Saved data entries:
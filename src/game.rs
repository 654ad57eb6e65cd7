//! The game session state machine.
//!
//! A session moves `NotStarted -> Running -> Ended` and never goes back.
//! Only [`GameSession::start`] can fail; everything else answers `false` or
//! `None` on bad input so the front end can keep going.

use tracing::{debug, info};

use crate::cell::{Cell, Grid};
use crate::error::{Error, Result};
use crate::level::Level;
use crate::player::Player;
use crate::position::{Direction, Position};
use crate::question::{normalize_answer, Fact, Question};
use crate::validate;

#[derive(Debug, Clone, Copy, PartialEq, Eq)]
pub enum GameState {
    NotStarted,
    Running,
    Ended,
}

/// How an ended session finished.
#[derive(Debug, Clone, Copy, PartialEq, Eq)]
pub enum Outcome {
    Won,
    Lost,
    Quit,
}

/// What the player is standing on, as far as the front end cares.
#[derive(Debug, Clone, Copy, PartialEq, Eq)]
pub enum Encounter<'a> {
    Nothing,
    Question(&'a Question),
    Fact(&'a Fact),
    Goal,
}

#[derive(Debug, Clone)]
pub struct GameSession {
    player: Player,
    level: Level,
    state: GameState,
    pending: usize,
    outcome: Option<Outcome>,
}

impl GameSession {
    /// Places the player on the level's start cell.
    pub fn new(mut player: Player, level: Level) -> Self {
        player.move_to(level.start());
        Self {
            player,
            level,
            state: GameState::NotStarted,
            pending: 0,
            outcome: None,
        }
    }

    pub fn can_start(&self) -> bool {
        validate::can_start(Some(&self.player), self.level.questions())
    }

    pub fn start(&mut self) -> Result<()> {
        match self.state {
            GameState::Running => Ok(()),
            GameState::Ended => Err(Error::SessionEnded),
            GameState::NotStarted => {
                if !self.can_start() {
                    return Err(Error::CannotStart);
                }
                self.state = GameState::Running;
                info!(
                    player = self.player.name(),
                    level = self.level.name(),
                    questions = self.level.questions().len(),
                    "session started"
                );
                Ok(())
            }
        }
    }

    /// Ends the session. Safe to call any number of times.
    pub fn terminate(&mut self) {
        if self.state == GameState::Ended {
            return;
        }
        let outcome = if self.at_goal() { Outcome::Won } else { Outcome::Quit };
        self.end(outcome);
    }

    fn end(&mut self, outcome: Outcome) {
        self.state = GameState::Ended;
        self.outcome = Some(outcome);
        info!(
            ?outcome,
            score = self.player.score(),
            lives = self.player.lives(),
            "session ended"
        );
    }

    pub fn is_running(&self) -> bool {
        self.state == GameState::Running
    }

    pub fn state(&self) -> GameState {
        self.state
    }

    /// `None` until the session has ended.
    pub fn outcome(&self) -> Option<Outcome> {
        self.outcome
    }

    /// Moves one cell if the destination is inside the grid and not a wall.
    /// Returns false, leaving the position untouched, otherwise or when the
    /// session is not running.
    pub fn try_move(&mut self, dir: impl Into<Option<Direction>>) -> bool {
        let Some(dir) = dir.into() else {
            return false;
        };
        if !self.is_running() {
            return false;
        }

        let from = self.player.position();
        match self.level.grid().walkable_neighbor(from, dir) {
            Some(to) => {
                self.player.move_to(to);
                debug!(?dir, from = %from, to = %to, "moved");
                true
            }
            None => {
                debug!(?dir, from = %from, "move rejected");
                false
            }
        }
    }

    /// The question waiting to be answered, if any remain.
    pub fn current_question(&self) -> Option<&Question> {
        self.level.questions().get(self.pending)
    }

    pub fn pending_index(&self) -> usize {
        self.pending
    }

    /// Expected answer text for the pending question. Falls back to the
    /// correct option when the level stores no text for it.
    pub fn expected_answer(&self) -> Option<&str> {
        let question = self.current_question()?;
        match self.level.expected_answers().get(self.pending) {
            Some(text) if !text.is_empty() => Some(text.as_str()),
            _ => question.correct_option(),
        }
    }

    /// Resolves the pending question with an option index.
    pub fn answer(&mut self, selected: usize) -> bool {
        let Some(question) = self.current_question() else {
            return false;
        };
        let correct = question.is_correct(selected);
        self.resolve(correct)
    }

    /// Resolves the pending question with typed text, compared
    /// case-insensitively after trimming.
    pub fn answer_text(&mut self, text: &str) -> bool {
        let Some(expected) = self.expected_answer() else {
            return false;
        };
        let correct = normalize_answer(text) == normalize_answer(expected);
        self.resolve(correct)
    }

    fn resolve(&mut self, correct: bool) -> bool {
        if !self.is_running() {
            return false;
        }
        let Some(points) = self.current_question().map(Question::points) else {
            return false;
        };

        if correct {
            self.player.add_points(points);
            self.pending += 1;
            debug!(points, score = self.player.score(), "correct answer");
        } else {
            self.player.lose_life();
            debug!(lives = self.player.lives(), "wrong answer");
            if !self.player.is_alive() {
                self.end(Outcome::Lost);
            }
        }
        correct
    }

    pub fn at_goal(&self) -> bool {
        self.grid().get(self.player.position()) == Some(Cell::Goal)
    }

    /// Classifies the player's current cell. Question cells only count while a
    /// question is pending. Each Info cell maps to a fixed fact by its
    /// row-major rank.
    pub fn encounter(&self) -> Encounter<'_> {
        let pos = self.player.position();
        match self.grid().get(pos) {
            Some(Cell::Question) => self
                .current_question()
                .map_or(Encounter::Nothing, Encounter::Question),
            Some(Cell::Info) => self.fact_at(pos).map_or(Encounter::Nothing, Encounter::Fact),
            Some(Cell::Goal) => Encounter::Goal,
            _ => Encounter::Nothing,
        }
    }

    fn fact_at(&self, pos: Position) -> Option<&Fact> {
        let facts = self.level.facts();
        if facts.is_empty() {
            return None;
        }
        let rank = self
            .grid()
            .positions_of(Cell::Info)
            .take_while(|p| *p != pos)
            .count();
        facts.get(rank % facts.len())
    }

    pub fn player(&self) -> &Player {
        &self.player
    }

    pub fn level(&self) -> &Level {
        &self.level
    }

    pub fn level_name(&self) -> &str {
        self.level.name()
    }

    pub fn grid(&self) -> &Grid {
        self.level.grid()
    }
}
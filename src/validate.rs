//! Input and precondition checks shared by the session and the front end.

use crate::cell::Grid;
use crate::level::Tier;
use crate::player::Player;
use crate::position::{Direction, Position};
use crate::question::Question;

pub const MAX_NAME_LEN: usize = 20;

/// Non-empty after trimming, at most 20 characters, ASCII letters, digits and
/// spaces only.
pub fn is_valid_name(name: &str) -> bool {
    let name = name.trim();
    !name.is_empty()
        && name.chars().count() <= MAX_NAME_LEN
        && name.chars().all(|c| c.is_ascii_alphanumeric() || c == ' ')
}

pub fn is_valid_tier_label(label: &str) -> bool {
    label.parse::<Tier>().is_ok()
}

/// The destination must exist and must not be a wall.
pub fn can_move(grid: &Grid, from: Position, dir: Direction) -> bool {
    grid.walkable_neighbor(from, dir).is_some()
}

pub fn can_start(player: Option<&Player>, questions: &[Question]) -> bool {
    match player {
        Some(p) => is_valid_name(p.name()) && !questions.is_empty(),
        None => false,
    }
}

#[cfg(test)]
mod tests {
    use super::*;
    use crate::cell::Cell;
    use rstest::rstest;

    #[rstest]
    #[case("Alice", true)]
    #[case("  Bob 42  ", true)]
    #[case("Ana Maria", true)]
    #[case("", false)]
    #[case("   ", false)]
    #[case("Mal@Nombre", false)]
    #[case("José", false)]
    #[case("abcdefghijklmnopqrstu", false)]
    #[case("abcdefghijklmnopqrst", true)]
    fn name_rules(#[case] name: &str, #[case] ok: bool) {
        assert_eq!(is_valid_name(name), ok);
    }

    #[rstest]
    #[case("basic", true)]
    #[case(" Intermedio ", true)]
    #[case("ADVANCED", true)]
    #[case("leyenda", true)]
    #[case("expert", false)]
    #[case("", false)]
    fn tier_labels(#[case] label: &str, #[case] ok: bool) {
        assert_eq!(is_valid_tier_label(label), ok);
    }

    #[test]
    fn moves_blocked_by_walls_and_edges() {
        let grid = Grid::from_rows(vec![
            vec![Cell::Start, Cell::Wall],
            vec![Cell::Free, Cell::Goal],
        ])
        .unwrap();
        assert!(can_move(&grid, Position::ORIGIN, Direction::Down));
        assert!(!can_move(&grid, Position::ORIGIN, Direction::Right));
        assert!(!can_move(&grid, Position::ORIGIN, Direction::Up));
        assert!(!can_move(&grid, Position::new(1, 1), Direction::Down));
        assert!(!can_move(&Grid::new(0, 0, Cell::Free), Position::ORIGIN, Direction::Down));
    }

    #[test]
    fn start_requires_player_name_and_questions() {
        let questions = vec![Question::free_text("q", 10)];
        let good = Player::new("Alice", "Basic");
        let bad = Player::new("Mal@Nombre", "Basic");
        assert!(can_start(Some(&good), &questions));
        assert!(!can_start(Some(&bad), &questions));
        assert!(!can_start(Some(&good), &[]));
        assert!(!can_start(None, &questions));
    }
}
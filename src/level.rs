use std::fmt;
use std::str::FromStr;

use rand::Rng;
use tracing::debug;

use crate::banks;
use crate::cell::{Cell, Grid};
use crate::error::{Error, Result};
use crate::maze;
use crate::position::Position;
use crate::question::{normalize_answer, Fact, Question, QuestionBank};

/// Everything a session needs from a level: layout, questions in the order
/// they are asked, and the expected free-text answer for each question.
#[derive(Debug, Clone)]
pub struct Level {
    name: String,
    grid: Grid,
    start: Position,
    questions: Vec<Question>,
    answers: Vec<String>,
    facts: Vec<Fact>,
}

impl Level {
    /// Validates the layout: exactly one Start, exactly one Goal, and one
    /// expected answer per question.
    pub fn new(
        name: impl Into<String>,
        grid: Grid,
        questions: Vec<Question>,
        answers: Vec<String>,
    ) -> Result<Self> {
        let starts: Vec<Position> = grid.positions_of(Cell::Start).collect();
        if starts.len() != 1 {
            return Err(Error::InvalidLevel(format!(
                "expected exactly one start cell, found {}",
                starts.len()
            )));
        }
        let goals = grid.count(Cell::Goal);
        if goals != 1 {
            return Err(Error::InvalidLevel(format!(
                "expected exactly one goal cell, found {goals}"
            )));
        }
        if questions.len() != answers.len() {
            return Err(Error::InvalidLevel(format!(
                "{} questions but {} expected answers",
                questions.len(),
                answers.len()
            )));
        }

        Ok(Self {
            name: name.into(),
            grid,
            start: starts[0],
            questions,
            answers: answers.iter().map(|a| normalize_answer(a)).collect(),
            facts: Vec::new(),
        })
    }

    /// A hand-authored layout: open floor, Start at the origin, the given
    /// walls, and one Question cell per question plus the Goal scattered over
    /// what is left. Fails when there is not enough floor.
    pub fn fixed(
        name: impl Into<String>,
        rows: usize,
        cols: usize,
        walls: &[Position],
        questions: Vec<Question>,
        answers: Vec<String>,
        rng: &mut impl Rng,
    ) -> Result<Self> {
        let mut grid = maze::base_grid(rows, cols, walls);
        maze::place_questions_and_goal(&mut grid, rng, questions.len())?;
        Self::new(name, grid, questions, answers)
    }

    /// A generated maze holding one Question cell per drawn question. When the
    /// maze runs out of room, surplus questions are dropped so cells and
    /// questions stay paired.
    pub fn from_maze(
        name: impl Into<String>,
        rng: &mut impl Rng,
        size: usize,
        bank: &QuestionBank,
        draw: usize,
        infos: usize,
    ) -> Result<Self> {
        let (mut questions, mut answers) = bank.draw(rng, draw);
        let grid = maze::generate(rng, size, questions.len(), infos)?;

        let placed = grid.count(Cell::Question);
        if placed < questions.len() {
            debug!(placed, drawn = questions.len(), "dropping unplaced questions");
            questions.truncate(placed);
            answers.truncate(placed);
        }
        Self::new(name, grid, questions, answers)
    }

    pub fn with_facts(mut self, facts: Vec<Fact>) -> Self {
        self.facts = facts;
        self
    }

    pub fn name(&self) -> &str {
        &self.name
    }

    pub fn grid(&self) -> &Grid {
        &self.grid
    }

    pub fn start(&self) -> Position {
        self.start
    }

    pub fn questions(&self) -> &[Question] {
        &self.questions
    }

    pub fn expected_answers(&self) -> &[String] {
        &self.answers
    }

    pub fn facts(&self) -> &[Fact] {
        &self.facts
    }

    /// Question cells in row-major order.
    pub fn question_cells(&self) -> Vec<Position> {
        self.grid.positions_of(Cell::Question).collect()
    }
}

/// Difficulty tiers offered by the front end.
#[derive(Debug, Clone, Copy, PartialEq, Eq, Hash)]
pub enum Tier {
    Basic,
    Intermediate,
    Advanced,
    Legend,
}

impl Tier {
    pub const ALL: [Tier; 4] = [Tier::Basic, Tier::Intermediate, Tier::Advanced, Tier::Legend];

    pub fn label(self) -> &'static str {
        match self {
            Tier::Basic => "Basic",
            Tier::Intermediate => "Intermediate",
            Tier::Advanced => "Advanced",
            Tier::Legend => "Legend",
        }
    }

    /// Builds a fresh level for this tier.
    pub fn level(self, rng: &mut impl Rng) -> Result<Level> {
        let level = match self {
            Tier::Basic => Level::from_maze(self.label(), rng, 8, &banks::basic(), 5, 6)?,
            Tier::Intermediate => intermediate()?,
            Tier::Advanced => Level::from_maze(self.label(), rng, 32, &banks::advanced(), 8, 102)?,
            Tier::Legend => Level::from_maze(self.label(), rng, 64, &banks::legend(), 10, 409)?,
        };
        Ok(level.with_facts(banks::facts()))
    }
}

fn intermediate() -> Result<Level> {
    let mut grid = maze::base_grid(6, 6, &[Position::new(1, 1), Position::new(2, 2)]);
    grid.set(Position::new(5, 5), Cell::Goal);
    for pos in [Position::new(1, 3), Position::new(2, 4), Position::new(3, 1)] {
        grid.set(pos, Cell::Question);
    }

    let (questions, answers) = banks::intermediate().all();
    Level::new(Tier::Intermediate.label(), grid, questions, answers)
}

impl fmt::Display for Tier {
    fn fmt(&self, f: &mut fmt::Formatter<'_>) -> fmt::Result {
        f.write_str(self.label())
    }
}

impl FromStr for Tier {
    type Err = Error;

    fn from_str(s: &str) -> Result<Self> {
        match s.trim().to_lowercase().as_str() {
            "basic" | "beginner" | "basico" | "principiante" => Ok(Tier::Basic),
            "intermediate" | "intermedio" => Ok(Tier::Intermediate),
            "advanced" | "avanzado" => Ok(Tier::Advanced),
            "legend" | "leyenda" => Ok(Tier::Legend),
            _ => Err(Error::UnknownTier(s.to_string())),
        }
    }
}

### WHAT TO DO:
Scan the records for the word "exactly" and copy every line where it is found.

### YOUR RESPONSE:
    /// Validates the layout: exactly one Start, exactly one Goal, and one
                "expected exactly one start cell, found {}",
                "expected exactly one goal cell, found {goals}"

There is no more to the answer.